Prostaglandins, a family of lipidic molecules released during Inflammation, display immunomodulatory properties in several models. One use Includes exposure of monocyte-derived dendritic cells (DCs) to a cocktail of cytokines that contains prostaglandin E 2 (PGE 2 ) for purposes of maturation; such cells are currently being used for cancer immunotherapy trials. Our analysis of the transcription profile of DCs matured in the presence of tumor necrosis factor a (TNFa) and PGE 2 revealed a strong up-regulation of indoleamine 2-3 dioxygenase (IDO), an enzyme involved in tryptophan catabolism and implicated In both maternal and T-cell tolerance.

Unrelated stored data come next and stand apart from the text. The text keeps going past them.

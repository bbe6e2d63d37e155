//! Structural matcher: finds, for every unit of a left document, its
//! counterpart span in a right document.
//!
//! Matching is scope-by-scope. The two roots correspond implicitly;
//! within a matched pair the children are matched one-to-one by
//! structural equivalence, and only matched pairs are recursed into.
//! Children of an unmatched parent therefore always come back with
//! the sentinel target, even when a lookalike exists somewhere else
//! in the right document.
//!
//! The result is one-directional. Callers that need both directions
//! invoke [`locate`] twice with the documents swapped.

use tracing::trace;

use crate::correspondence::{CorrespondenceEntry, CorrespondenceMap};
use crate::document::{Document, NodeId};
use crate::location::Location;

/// Map every matchable unit of `left` to its counterpart in `right`.
///
/// Each scope is matched greedily in left document order. Among the
/// equivalent, still-unclaimed right candidates the winner is the one
/// nearest the slot just after the previous match in that scope (the
/// left ordinal when nothing has matched yet), with the earlier
/// candidate winning ties. Every matchable left unit gets exactly one
/// entry; unmatched ones map to [`Location::EMPTY`].
pub fn locate(left: &Document, right: &Document) -> CorrespondenceMap {
    let mut map = CorrespondenceMap::new();
    let mut pairs: Vec<(NodeId, NodeId)> = vec![(0, 0)];
    let mut i = 0;
    while i < pairs.len() {
        let (l, r) = pairs[i];
        i += 1;
        let left_children = left.node(l).children.clone();
        let right_children = right.node(r).children.clone();
        match_scope(left, &left_children, right, &right_children, &mut map, &mut pairs);
    }
    let matched = map.iter().filter(|(_, e)| !e.is_unmatched()).count();
    trace!(
        left = %left.role(),
        right = %right.role(),
        matched,
        total = map.len(),
        "located counterparts"
    );
    map
}

/// Map every matchable unit of `doc` to the sentinel. Stands in for a
/// comparison against a document that does not exist, such as the
/// previous generation on a first run.
pub fn unmatched_map(doc: &Document) -> CorrespondenceMap {
    let mut map = CorrespondenceMap::new();
    for id in doc.descendants(0) {
        let node = doc.node(id);
        map.insert(CorrespondenceEntry::with_nodes(
            node.location,
            Location::EMPTY,
            Some(id),
            None,
        ));
    }
    map
}

fn match_scope(
    left: &Document,
    left_children: &[NodeId],
    right: &Document,
    right_children: &[NodeId],
    map: &mut CorrespondenceMap,
    pairs: &mut Vec<(NodeId, NodeId)>,
) {
    let mut taken = vec![false; right_children.len()];
    let mut last_matched: Option<usize> = None;
    for (li, &lid) in left_children.iter().enumerate() {
        let lnode = left.node(lid);
        let expected = last_matched.map_or(li, |r| r + 1);
        let best = right_children
            .iter()
            .enumerate()
            .filter(|&(ri, &rid)| !taken[ri] && right.node(rid).is_equivalent(lnode))
            .min_by_key(|(ri, _)| (ri.abs_diff(expected), *ri))
            .map(|(ri, _)| ri);
        match best {
            Some(ri) => {
                taken[ri] = true;
                last_matched = Some(ri);
                let rid = right_children[ri];
                map.insert(CorrespondenceEntry::with_nodes(
                    lnode.location,
                    right.node(rid).location,
                    Some(lid),
                    Some(rid),
                ));
                pairs.push((lid, rid));
            }
            None => {
                map.insert(CorrespondenceEntry::with_nodes(
                    lnode.location,
                    Location::EMPTY,
                    Some(lid),
                    None,
                ));
                for desc in left.descendants(lid) {
                    let d = left.node(desc);
                    map.insert(CorrespondenceEntry::with_nodes(
                        d.location,
                        Location::EMPTY,
                        Some(desc),
                        None,
                    ));
                }
            }
        }
    }
}
//! Top-level merge pipeline.
//!
//! The engine owns the settings and the template expander, picks a
//! parser to match the configured granularity, and runs the full
//! sequence: reconstruct the previous generation from its template and
//! input, parse the three texts, reconcile them, and splice the edit
//! set into the current file.

use tracing::debug;

use crate::config::{MergeGranularity, Settings};
use crate::document::{DocRole, Document};
use crate::error::MergeError;
use crate::generator::{HandlebarsGenerator, TemplateExpander};
use crate::parser::{DocumentParser, PlainParser, TreeSitterParser};
use crate::patch;
use crate::reconcile::{reconcile, Reconciliation};

pub struct MergeEngine {
    settings: Settings,
    generator: Box<dyn TemplateExpander>,
}

impl MergeEngine {
    pub fn new(settings: Settings) -> Self {
        Self::with_generator(settings, Box::new(HandlebarsGenerator::new()))
    }

    /// Build an engine around a custom expander, for callers whose
    /// fragments come from something other than Handlebars templates.
    pub fn with_generator(settings: Settings, generator: Box<dyn TemplateExpander>) -> Self {
        MergeEngine {
            settings,
            generator,
        }
    }

    pub fn settings(&self) -> &Settings {
        &self.settings
    }

    /// Replay the previous template over the previous input to recover
    /// the text the generator produced last time. With either half of
    /// the history missing there is nothing to replay, and the merge
    /// degrades to insert-only.
    pub fn reconstruct_previous(
        &self,
        previous_template: Option<&str>,
        previous_input: Option<&str>,
    ) -> Result<Option<String>, MergeError> {
        match (previous_template, previous_input) {
            (Some(template), Some(input)) => {
                let text = self.generator.generate(template, input)?;
                debug!(bytes = text.len(), "reconstructed previous generation");
                Ok(Some(text))
            }
            _ => Ok(None),
        }
    }

    /// Merge a freshly generated fragment into the current file,
    /// reconstructing the previous generation from its template and
    /// input first.
    pub fn merge(
        &self,
        current: &str,
        new_fragment: &str,
        previous_template: Option<&str>,
        previous_input: Option<&str>,
    ) -> Result<String, MergeError> {
        let previous = self.reconstruct_previous(previous_template, previous_input)?;
        self.merge_texts(current, new_fragment, previous.as_deref())
    }

    /// Merge with the previous generation already in hand.
    pub fn merge_texts(
        &self,
        current: &str,
        new_fragment: &str,
        previous: Option<&str>,
    ) -> Result<String, MergeError> {
        let reconciliation = self.preview_texts(current, new_fragment, previous)?;
        patch::apply(current, new_fragment, &reconciliation.combined())
    }

    /// Derive the edit set without touching the current file, with the
    /// previous generation reconstructed from its template and input.
    pub fn preview(
        &self,
        current: &str,
        new_fragment: &str,
        previous_template: Option<&str>,
        previous_input: Option<&str>,
    ) -> Result<Reconciliation, MergeError> {
        let previous = self.reconstruct_previous(previous_template, previous_input)?;
        self.preview_texts(current, new_fragment, previous.as_deref())
    }

    /// Derive the edit set for an already-reconstructed trio of texts.
    pub fn preview_texts(
        &self,
        current: &str,
        new_fragment: &str,
        previous: Option<&str>,
    ) -> Result<Reconciliation, MergeError> {
        let parser = self.parser()?;
        let current_doc = parser.parse(current, DocRole::Current)?;
        let new_doc = parser.parse(new_fragment, DocRole::New)?;
        let previous_doc = match previous {
            Some(text) => Some(parser.parse(text, DocRole::Previous)?),
            None => None,
        };
        Ok(reconcile(&current_doc, &new_doc, previous_doc.as_ref()))
    }

    /// Parse one text at the configured granularity. Exposed for
    /// tooling that wants to look at the unit tree itself.
    pub fn parse_document(&self, text: &str, role: DocRole) -> Result<Document, MergeError> {
        Ok(self.parser()?.parse(text, role)?)
    }

    fn parser(&self) -> Result<Box<dyn DocumentParser>, MergeError> {
        match self.settings.granularity {
            MergeGranularity::File => Ok(Box::new(PlainParser::whole_file())),
            MergeGranularity::Line => Ok(Box::new(PlainParser::lines())),
            MergeGranularity::Declaration => {
                let language = self
                    .settings
                    .language
                    .ok_or(MergeError::LanguageRequired)?;
                Ok(Box::new(TreeSitterParser::new(language)))
            }
        }
    }
}

#[cfg(test)]
mod tests {
    use super::*;
    use crate::generator::GenerateError;
    use crate::parser::Language;

    fn engine(granularity: MergeGranularity, language: Option<Language>) -> MergeEngine {
        let mut settings = Settings::default();
        settings.granularity = granularity;
        settings.language = language;
        MergeEngine::new(settings)
    }

    fn java_engine() -> MergeEngine {
        engine(MergeGranularity::Declaration, Some(Language::Java))
    }

    struct FixedExpander(&'static str);

    impl TemplateExpander for FixedExpander {
        fn generate(&self, _template: &str, _input: &str) -> Result<String, GenerateError> {
            Ok(self.0.to_string())
        }
    }

    #[test]
    fn first_generation_into_a_blank_file_is_verbatim() {
        let engine = engine(MergeGranularity::File, None);
        let fragment = "package p;\nclass A {}\n";
        let merged = engine.merge_texts("", fragment, None).unwrap();
        assert_eq!(merged, fragment);
    }

    #[test]
    fn agreeing_documents_merge_to_a_no_op() {
        let engine = engine(MergeGranularity::Line, None);
        let text = "alpha();\nbeta();\n";
        let r = engine.preview_texts(text, text, Some(text)).unwrap();
        assert!(r.is_empty());
        assert_eq!(engine.merge_texts(text, text, Some(text)).unwrap(), text);
    }

    #[test]
    fn new_lines_are_inserted_after_their_anchor() {
        let engine = engine(MergeGranularity::Line, None);
        let merged = engine
            .merge_texts("alpha\nbeta\n", "alpha\nbeta\ngamma\n", None)
            .unwrap();
        assert_eq!(merged, "alpha\nbeta\ngamma\n");
    }

    #[test]
    fn merging_twice_changes_nothing_more() {
        let engine = engine(MergeGranularity::Line, None);
        let previous = "a\nold\n";
        let fragment = "a\nnew\n";
        let current = "a\nold\nuser\n";
        let once = engine
            .merge_texts(current, fragment, Some(previous))
            .unwrap();
        assert_eq!(once, "a\nnew\nuser\n");
        let twice = engine.merge_texts(&once, fragment, Some(previous)).unwrap();
        assert_eq!(twice, once);
    }

    #[test]
    fn a_blank_fragment_withdraws_everything_generated() {
        let engine = engine(MergeGranularity::Line, None);
        let merged = engine
            .merge_texts("a\nb\nuser\n", "", Some("a\nb\n"))
            .unwrap();
        assert_eq!(merged, "user\n");
    }

    #[test]
    fn declaration_granularity_requires_a_language() {
        let engine = engine(MergeGranularity::Declaration, None);
        assert!(matches!(
            engine.merge_texts("", "class A {}\n", None),
            Err(MergeError::LanguageRequired)
        ));
    }

    #[test]
    fn a_grown_method_body_keeps_user_statements_in_place() {
        // The template gained a statement; the user had inserted a
        // check of their own. Both end up in the merged body.
        let previous = r#"class Person {
    void setName(String name) {
        this.name = name;
    }
}
"#;
        let fragment = r#"class Person {
    void setName(String name) {
        this.name = name;
        changed = true;
    }
}
"#;
        let current = r#"class Person {
    void setName(String name) {
        check(name);
        this.name = name;
    }
}
"#;
        let merged = java_engine()
            .merge_texts(current, fragment, Some(previous))
            .unwrap();
        assert_eq!(
            merged,
            r#"class Person {
    void setName(String name) {
        check(name);
        this.name = name;
        changed = true;
    }
}
"#
        );
    }

    #[test]
    fn an_added_statement_lands_after_the_existing_assignment() {
        // No history at all: the appended statement is novel and goes
        // in right after the statement both versions share.
        let current = r#"class C {
    void setS(String a) {
        this.s = a;
    }
}
"#;
        let fragment = r#"class C {
    void setS(String a) {
        this.s = a;
        sb.append(a);
    }
}
"#;
        let merged = java_engine().merge_texts(current, fragment, None).unwrap();
        assert_eq!(merged, fragment);
    }

    #[test]
    fn a_dropped_field_disappears_but_hand_written_code_stays() {
        let previous = r#"class Person {
    int age;
    String name;
}
"#;
        let fragment = r#"class Person {
    String name;
}
"#;
        let current = r#"class Person {
    int age;
    String name;
    void greet() {}
}
"#;
        let merged = java_engine()
            .merge_texts(current, fragment, Some(previous))
            .unwrap();
        assert_eq!(
            merged,
            r#"class Person {
    String name;
    void greet() {}
}
"#
        );
    }

    #[test]
    fn a_reworded_statement_is_swapped_in_its_scope() {
        let previous = "class A {\n    old();\n}\n";
        let fragment = "class A {\n    fresh();\n}\n";
        let merged = java_engine()
            .merge_texts(previous, fragment, Some(previous))
            .unwrap();
        assert_eq!(merged, "class A {\n    fresh();\n}\n");
    }

    #[test]
    fn whole_file_granularity_follows_template_drift_only() {
        let engine = engine(MergeGranularity::File, None);
        // Template output changed: the new version wins.
        let merged = engine
            .merge_texts("v1 body\n", "v2 body\n", Some("v1 body\n"))
            .unwrap();
        assert_eq!(merged, "v2 body\n");
        // Template output stable: the user's edit wins.
        let kept = engine
            .merge_texts("user edited\n", "v1\n", Some("v1\n"))
            .unwrap();
        assert_eq!(kept, "user edited\n");
    }

    #[test]
    fn merge_reconstructs_the_previous_generation_from_history() {
        let engine = engine(MergeGranularity::Line, None);
        let template = "alpha();\n{{#if beta}}beta();\n{{/if}}";
        // Last time the input enabled beta; this time the generator
        // emitted alpha alone, so beta is withdrawn.
        let merged = engine
            .merge(
                "alpha();\nbeta();\n",
                "alpha();\n",
                Some(template),
                Some(r#"{"beta": true}"#),
            )
            .unwrap();
        assert_eq!(merged, "alpha();\n");
    }

    #[test]
    fn missing_history_degrades_to_insert_only() {
        let engine = engine(MergeGranularity::Line, None);
        // Without a previous generation nothing can be withdrawn.
        let merged = engine
            .merge("alpha();\nbeta();\n", "alpha();\n", None, Some("{}"))
            .unwrap();
        assert_eq!(merged, "alpha();\nbeta();\n");
    }

    #[test]
    fn an_injected_expander_supplies_the_previous_text() {
        let mut settings = Settings::default();
        settings.granularity = MergeGranularity::Line;
        let engine =
            MergeEngine::with_generator(settings, Box::new(FixedExpander("a\nb\n")));
        let merged = engine
            .merge("a\nb\n", "a\n", Some("ignored"), Some("ignored"))
            .unwrap();
        assert_eq!(merged, "a\n");
    }

    #[test]
    fn preview_reports_edits_without_applying_them() {
        let engine = engine(MergeGranularity::Line, None);
        let r = engine
            .preview_texts("a\nold\n", "a\nnew\n", Some("a\nold\n"))
            .unwrap();
        assert_eq!(r.insertions.len(), 1);
        assert_eq!(r.deletions.len(), 1);
        assert!(r.replacements.is_empty());
        assert_eq!(r.edit_count(), 2);
    }
}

Using quantitative assays to monitor levels of IDO mRNA, protein expression, and enzyme activity, we report that PGE 2 induces mRNA expression of IDO; however, a second signal through TNF receptor (TNF-R) or a Toll-like receptor (TLR) is necessary to activate the enzyme. Interestingly, use of TNFa, lipopolysaccharide, or Staphylococcus aureus Cowan I strain (SAC) alone does not induce IDO. The effect of PGE 2 is mediated by activation of adenylate cyclase via the Gs-protein-coupled receptor E prostanoid-2 (EP2). A better understanding of these regulatory mechanisms and the crosstalk between TNF-R/TLR and EP2 signaling pathways will provide insight into the regulation of T-cell activation by DCs and may help to improve existing immunotherapy protocols.